use serde::{Deserialize, Serialize};
use time::OffsetDateTime;
use tracing::debug;

use crate::clock;
use crate::datastore::{Entity, Key, Kind, Query};
use crate::db::Db;
use crate::error::ModelError;

#[derive(Debug, Clone, PartialEq, Serialize, Deserialize)]
struct RelationshipRecord {
    follower_id: i64,
    followed_id: i64,
    #[serde(with = "clock::micros")]
    created_at: OffsetDateTime,
}

/// A follower → followed edge.
#[derive(Debug, Clone, PartialEq)]
pub struct Relationship {
    key: Key,
    pub follower_id: i64,
    pub followed_id: i64,
    pub created_at: OffsetDateTime,
}

/// Equality filter over relationship edges; unset fields match anything.
#[derive(Debug, Clone, Copy, Default)]
pub struct RelationshipFilter {
    pub follower_id: Option<i64>,
    pub followed_id: Option<i64>,
}

impl RelationshipFilter {
    pub fn follower(id: i64) -> Self {
        Self {
            follower_id: Some(id),
            followed_id: None,
        }
    }

    pub fn followed(id: i64) -> Self {
        Self {
            follower_id: None,
            followed_id: Some(id),
        }
    }

    pub fn pair(follower_id: i64, followed_id: i64) -> Self {
        Self {
            follower_id: Some(follower_id),
            followed_id: Some(followed_id),
        }
    }
}

/// One key per pair, so following twice rewrites the same edge.
fn pair_key(follower_id: i64, followed_id: i64) -> Key {
    Key::with_name(Kind::Relationships, format!("{follower_id}:{followed_id}"))
}

impl Relationship {
    fn from_entity(entity: &Entity) -> Result<Self, ModelError> {
        let record: RelationshipRecord = entity.to_record()?;
        Ok(Self {
            key: entity.key.clone(),
            follower_id: record.follower_id,
            followed_id: record.followed_id,
            created_at: record.created_at,
        })
    }

    pub async fn create(
        db: &Db,
        follower_id: i64,
        followed_id: i64,
    ) -> Result<Relationship, ModelError> {
        let record = RelationshipRecord {
            follower_id,
            followed_id,
            created_at: db.clock.now(),
        };
        let key = db
            .store
            .put(Entity::from_record(pair_key(follower_id, followed_id), &record)?)
            .await?;
        debug!(follower_id, followed_id, "relationship created");
        Ok(Self {
            key,
            follower_id,
            followed_id,
            created_at: record.created_at,
        })
    }

    /// With an empty filter nothing is matched rather than everything.
    pub async fn find_by(
        db: &Db,
        filter: RelationshipFilter,
    ) -> Result<Vec<Relationship>, ModelError> {
        if filter.follower_id.is_none() && filter.followed_id.is_none() {
            return Ok(Vec::new());
        }
        let mut query = Query::new(Kind::Relationships);
        if let Some(id) = filter.follower_id {
            query = query.filter("follower_id", id);
        }
        if let Some(id) = filter.followed_id {
            query = query.filter("followed_id", id);
        }
        db.store
            .query(&query)
            .await?
            .iter()
            .map(Self::from_entity)
            .collect()
    }

    pub async fn destroy(&self, db: &Db) -> Result<(), ModelError> {
        db.store.delete(&self.key).await?;
        debug!(
            follower_id = self.follower_id,
            followed_id = self.followed_id,
            "relationship destroyed"
        );
        Ok(())
    }
}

**TASK GOAL**
From the data above, pick out each line containing "Relationships" and copy it.

**TASK SOLUTION**
    Key::with_name(Kind::Relationships, format!("{follower_id}:{followed_id}"))
        let mut query = Query::new(Kind::Relationships);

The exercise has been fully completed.